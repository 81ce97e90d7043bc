//! Error taxonomy for the engine.

use thiserror::Error;

/// Result type alias using [`EngineError`].
pub type Result<T> = std::result::Result<T, EngineError>;

/// Top-level error type for all engine errors.
///
/// Everything except `InvariantViolation` is recoverable: illegal actions
/// and unpayable costs roll the game back to the last legal state, and
/// `AwaitingChoice` only signals that the API was used while a decision is
/// pending. An invariant violation halts the engine instance.
#[derive(Debug, Clone, Error, PartialEq, Eq)]
pub enum EngineError {
    /// The action violates a restriction, targeting, or cost rule.
    #[error("illegal action: {0}")]
    IllegalAction(String),

    /// The required assets cannot be produced.
    #[error("cost cannot be paid: {0}")]
    UnpayableCost(String),

    /// A targeting requirement cannot be satisfied; nothing was mutated.
    #[error("no legal target: {0}")]
    NoLegalTarget(String),

    /// Exactly one decision is pending and must be supplied first.
    #[error("awaiting player decision: {0}")]
    AwaitingChoice(String),

    /// Stack/zone/ledger consistency check failed. Fatal for this game.
    #[error("invariant violation: {0}")]
    InvariantViolation(String),
}

impl EngineError {
    /// Only invariant violations are fatal.
    pub fn is_fatal(&self) -> bool {
        matches!(self, EngineError::InvariantViolation(_))
    }
}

WHAT TO WORK ON: Copy every record exactly, leaving each line intact.

SOLUTION TO THIS TASK:
repository 81ce97e90d7043bc
//! Error taxonomy for the engine.

use thiserror::Error;

/// Result type alias using [`EngineError`].
pub type Result<T> = std::result::Result<T, EngineError>;

/// Top-level error type for all engine errors.
///
/// Everything except `InvariantViolation` is recoverable: illegal actions
/// and unpayable costs roll the game back to the last legal state, and
/// `AwaitingChoice` only signals that the API was used while a decision is
/// pending. An invariant violation halts the engine instance.
#[derive(Debug, Clone, Error, PartialEq, Eq)]
pub enum EngineError {
    /// The action violates a restriction, targeting, or cost rule.
    #[error("illegal action: {0}")]
    IllegalAction(String),

    /// The required assets cannot be produced.
    #[error("cost cannot be paid: {0}")]
    UnpayableCost(String),

    /// A targeting requirement cannot be satisfied; nothing was mutated.
    #[error("no legal target: {0}")]
    NoLegalTarget(String),

    /// Exactly one decision is pending and must be supplied first.
    #[error("awaiting player decision: {0}")]
    AwaitingChoice(String),

    /// Stack/zone/ledger consistency check failed. Fatal for this game.
    #[error("invariant violation: {0}")]
    InvariantViolation(String),
}

impl EngineError {
    /// Only invariant violations are fatal.
    pub fn is_fatal(&self) -> bool {
        matches!(self, EngineError::InvariantViolation(_))
    }
}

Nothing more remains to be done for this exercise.